- **TASK ITEM**:
The word "InMemoryAuditSink" marks the lines to keep; find each one in the data and copy it.

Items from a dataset
┄┄┄┄┄┄┄┄┄┄

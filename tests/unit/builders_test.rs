//! Tests for builder modules

use std::sync::Arc;

use serde_json::json;
use worker_scheduler::builders::WorkerSystemBuilder;
use worker_scheduler::config::SchedulerConfig;
use worker_scheduler::core::{handler_fn, InMemoryAuditSink, SchedulerError};
use worker_scheduler::infra::store::InMemoryTaskStore;

#[test]
fn test_system_builder_defaults() {
    let builder = WorkerSystemBuilder::new();
    assert_eq!(builder.config(), &SchedulerConfig::default());

    let system = builder.build().unwrap();
    assert!(!system.is_running());
    assert!(system.list_task_types().is_empty());
}

#[test]
fn test_system_builder_registers_handlers() {
    let echo = handler_fn(|task, _ctx| async move { Ok(task.payload().clone()) });
    let system = WorkerSystemBuilder::new()
        .with_config(SchedulerConfig::default().with_pool_queue_size(10))
        .with_store(Arc::new(InMemoryTaskStore::new()))
        .with_audit(Arc::new(InMemoryAuditSink::new(100)))
        .with_handler("report.generate", Arc::clone(&echo))
        .with_handler("invoice.scrape", echo)
        .build()
        .unwrap();

    assert_eq!(system.list_task_types(), ["invoice.scrape", "report.generate"]);
    assert_eq!(system.pool().config().pool_queue_size, 10);
}

#[test]
fn test_system_builder_rejects_invalid_config() {
    let err = WorkerSystemBuilder::new()
        .with_config(SchedulerConfig::default().with_scheduler_interval_ms(0))
        .build()
        .err()
        .unwrap();
    assert!(matches!(err, SchedulerError::InvalidConfig(_)));
}

#[test]
fn test_system_builder_rejects_empty_task_type() {
    let err = WorkerSystemBuilder::new()
        .with_handler("", handler_fn(|_task, _ctx| async { Ok(json!(null)) }))
        .build()
        .err()
        .unwrap();
    assert!(matches!(err, SchedulerError::Validation(_)));
}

┄┄┄┄┄┄┄┄┄┄

- **REPLY TO THE TASK**:
use worker_scheduler::core::{handler_fn, InMemoryAuditSink, SchedulerError};
        .with_audit(Arc::new(InMemoryAuditSink::new(100)))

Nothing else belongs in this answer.